My question is... what can I do within OSX (or the other OS's) to get the boot working? I've tried copying the chain0 file to my windows drive and editing the boot.ini. I've loaded BCD and the Vista bootloader and followed the instructions well enough to get linux booting... but not the mac.

 

I have another PC (not a laptop) running the same configuration with the Vista Bootloader except all three installations are on separate drives.

 

The only way I've been able to get the Mac to boot was by going into a partition utility and setting it to be active (which I accidentally hosed my WinXP installation in the process). I have plenty of spare hard drives so I have all these things fully backed up.

 

Oh, I've also just finished loading Chameleon 2.0 on the mac and nothing is different.

 

Any insight would be appreciated. Thanks.

 

 

SOLVED ===========

posting my solution more for my benefit than anyone else (since I'm sure one day I'll try to do this again and will want to remember how).

 

I gathered a lot of information from other posts with similar subjects as mine, one important point is that the Mac OS be on an active partition. I think I just made some bad clicks in my partition editing program and hosed my windows install accidentally while trying to activate my Mac partition.

 

Anyway, the end solution was to just completely start over on the drive, I created the first partition to be the Mac OS, (active primary partition), then another active primary partition for windows (didn't know you could do 2 but my partitioning program let me and I wasn't going to argue), and a third logical partition for linux. I installed OSX 10.5.6, booted fine into it, then did a drive to drive copy to get my XP installation copied back to partition 2, then installed Linux. Grub was pointed to the Mac and Windows partition and both Linux and the Mac booted fine.
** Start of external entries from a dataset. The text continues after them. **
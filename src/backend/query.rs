//! Table query primitives
//!
//! Provider-neutral description of a table read: filter predicates,
//! ordering and an inclusive row range (limit/offset).

use serde_json::Value;

/// A table row as returned by the backend
pub type Row = serde_json::Map<String, Value>;

/// Filter predicate applied to a table operation
#[derive(Debug, Clone, PartialEq)]
pub enum Filter {
    /// column = value
    Eq(String, Value),
    /// column <> value
    Neq(String, Value),
    /// Case-insensitive SQL pattern match (`%` and `_` wildcards)
    ILike(String, String),
    /// column >= value
    Gte(String, Value),
    /// column <= value
    Lte(String, Value),
    /// column is one of the values
    In(String, Vec<Value>),
    /// Any of the nested predicates holds
    Or(Vec<Filter>),
    /// All of the nested predicates hold
    And(Vec<Filter>),
}

impl Filter {
    pub fn eq(column: impl Into<String>, value: impl Into<Value>) -> Self {
        Filter::Eq(column.into(), value.into())
    }

    pub fn neq(column: impl Into<String>, value: impl Into<Value>) -> Self {
        Filter::Neq(column.into(), value.into())
    }

    pub fn ilike(column: impl Into<String>, pattern: impl Into<String>) -> Self {
        Filter::ILike(column.into(), pattern.into())
    }

    pub fn gte(column: impl Into<String>, value: impl Into<Value>) -> Self {
        Filter::Gte(column.into(), value.into())
    }

    pub fn lte(column: impl Into<String>, value: impl Into<Value>) -> Self {
        Filter::Lte(column.into(), value.into())
    }

    pub fn is_in<V: Into<Value>>(column: impl Into<String>, values: impl IntoIterator<Item = V>) -> Self {
        Filter::In(column.into(), values.into_iter().map(Into::into).collect())
    }

    pub fn or(filters: Vec<Filter>) -> Self {
        Filter::Or(filters)
    }

    pub fn and(filters: Vec<Filter>) -> Self {
        Filter::And(filters)
    }
}

/// Sort order for a select
#[derive(Debug, Clone, PartialEq)]
pub struct Order {
    pub column: String,
    pub ascending: bool,
}

/// A select against a named table
#[derive(Debug, Clone, Default, PartialEq)]
pub struct TableQuery {
    pub filters: Vec<Filter>,
    pub order: Option<Order>,
    /// Inclusive row range `(from, to)`
    pub range: Option<(usize, usize)>,
}

impl TableQuery {
    pub fn new() -> Self {
        Self::default()
    }

    /// Builder method: add a filter
    pub fn filter(mut self, filter: Filter) -> Self {
        self.filters.push(filter);
        self
    }

    /// Builder method: order by a column
    pub fn order(mut self, column: impl Into<String>, ascending: bool) -> Self {
        self.order = Some(Order {
            column: column.into(),
            ascending,
        });
        self
    }

    /// Builder method: inclusive row range
    pub fn range(mut self, from: usize, to: usize) -> Self {
        self.range = Some((from, to));
        self
    }

    /// Builder method: limit/offset page
    ///
    /// A page reaching past `usize::MAX` is cut short there.
    pub fn page(self, limit: usize, offset: usize) -> Self {
        let to = offset.saturating_add(limit.max(1) - 1);
        self.range(offset, to)
    }
}

/// Escape SQL pattern wildcards in user input so it matches literally
pub fn escape_like(input: &str) -> String {
    let mut out = String::with_capacity(input.len());
    for c in input.chars() {
        if matches!(c, '%' | '_' | '\\') {
            out.push('\\');
        }
        out.push(c);
    }
    out
}

#[cfg(test)]
mod tests {
    use super::*;

    #[test]
    fn test_page_to_inclusive_range() {
        let q = TableQuery::new().page(10, 0);
        assert_eq!(q.range, Some((0, 9)));

        let q = TableQuery::new().page(10, 20);
        assert_eq!(q.range, Some((20, 29)));
    }

    #[test]
    fn test_page_at_usize_max_saturates() {
        let q = TableQuery::new().page(10, usize::MAX);
        assert_eq!(q.range, Some((usize::MAX, usize::MAX)));

        let q = TableQuery::new().page(usize::MAX, 1);
        assert_eq!(q.range, Some((1, usize::MAX)));
    }

    #[test]
    fn test_builders() {
        let q = TableQuery::new()
            .filter(Filter::eq("status", "pending"))
            .order("created_at", false);

        assert_eq!(q.filters.len(), 1);
        assert_eq!(q.filters[0], Filter::Eq("status".into(), Value::from("pending")));
        assert_eq!(q.order.as_ref().map(|o| o.ascending), Some(false));
    }

    #[test]
    fn test_escape_like() {
        assert_eq!(escape_like("al_ice%"), "al\\_ice\\%");
        assert_eq!(escape_like("bob"), "bob");
    }
}
//! Goal Routes
//!
//! - GET /api/v1/goals - List goals (`status`, `sort` query parameters)
//! - POST /api/v1/goals - Create a goal
//! - PATCH /api/v1/goals/:id - Update fields, status or progress
//! - DELETE /api/v1/goals/:id - Delete a goal
//! - GET /api/v1/goals/stats - Completed/active counters

use axum::{
    extract::{Path, Query, State},
    http::StatusCode,
    Json,
};
use std::sync::Arc;

use crate::api::dto::{CreateGoalRequest, GoalListParams, GoalStatsResponse, UpdateGoalRequest};
use crate::api::error::{ApiError, ApiResult};
use crate::api::state::AppState;
use crate::models::{Goal, GoalFilter, GoalSort, GoalUpdate, NewGoal, Progress};

/// GET /api/v1/goals
///
/// Goals of the signed-in user. Defaults to all goals by due date.
pub async fn list_goals(
    State(state): State<Arc<AppState>>,
    Query(params): Query<GoalListParams>,
) -> ApiResult<Json<Vec<Goal>>> {
    let filter: GoalFilter = match params.status.as_deref() {
        Some(s) => s.parse().map_err(ApiError::Validation)?,
        None => GoalFilter::All,
    };
    let sort: GoalSort = match params.sort.as_deref() {
        Some(s) => s.parse().map_err(ApiError::Validation)?,
        None => GoalSort::DueDate,
    };

    Ok(Json(state.goals.list_view(filter, sort).await?))
}

/// POST /api/v1/goals
pub async fn create_goal(
    State(state): State<Arc<AppState>>,
    Json(req): Json<CreateGoalRequest>,
) -> ApiResult<(StatusCode, Json<Goal>)> {
    let mut goal = NewGoal::new(req.title.trim(), req.due_date).priority(req.priority);
    if let Some(description) = req.description.filter(|d| !d.trim().is_empty()) {
        goal = goal.description(description);
    }

    let goal = state.goals.create(goal).await?;
    state.record_activity(&goal.user_id, "goal_created").await;

    Ok((StatusCode::CREATED, Json(goal)))
}

/// PATCH /api/v1/goals/:id
pub async fn update_goal(
    State(state): State<Arc<AppState>>,
    Path(id): Path<String>,
    Json(req): Json<UpdateGoalRequest>,
) -> ApiResult<Json<Goal>> {
    let progress = req
        .progress
        .map(Progress::new)
        .transpose()
        .map_err(|e| ApiError::Validation(e.to_string()))?;

    let update = GoalUpdate {
        title: req.title,
        description: req.description,
        due_date: req.due_date,
        priority: req.priority,
        status: req.status,
        progress,
    };
    if update.is_empty() {
        return Err(ApiError::Validation("Nothing to update".into()));
    }

    Ok(Json(state.goals.update(&id, update).await?))
}

/// DELETE /api/v1/goals/:id
pub async fn delete_goal(
    State(state): State<Arc<AppState>>,
    Path(id): Path<String>,
) -> ApiResult<StatusCode> {
    state.goals.delete(&id).await?;
    Ok(StatusCode::NO_CONTENT)
}

/// GET /api/v1/goals/stats
pub async fn goal_stats(State(state): State<Arc<AppState>>) -> ApiResult<Json<GoalStatsResponse>> {
    let session = state.sessions.require().await?;
    let stats = state.goals.stats().await?;

    Ok(Json(GoalStatsResponse {
        stats,
        login_streak: session.login_streak,
    }))
}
The problem came with Windows then.

 

My windows installation was originally in the first partition so by moving it to the second partition, I needed to change my boot.ini file on the windows drive to reflect partition 2 instead of position 1 (there's 2 lines to change it on, I changed both). Once that was done, all three booted fine.

 

Summary of solution: make sure mac is installed on an active/primary partition and if changing windows partition numbers, update the boot.ini file.

×
×
  • Create New...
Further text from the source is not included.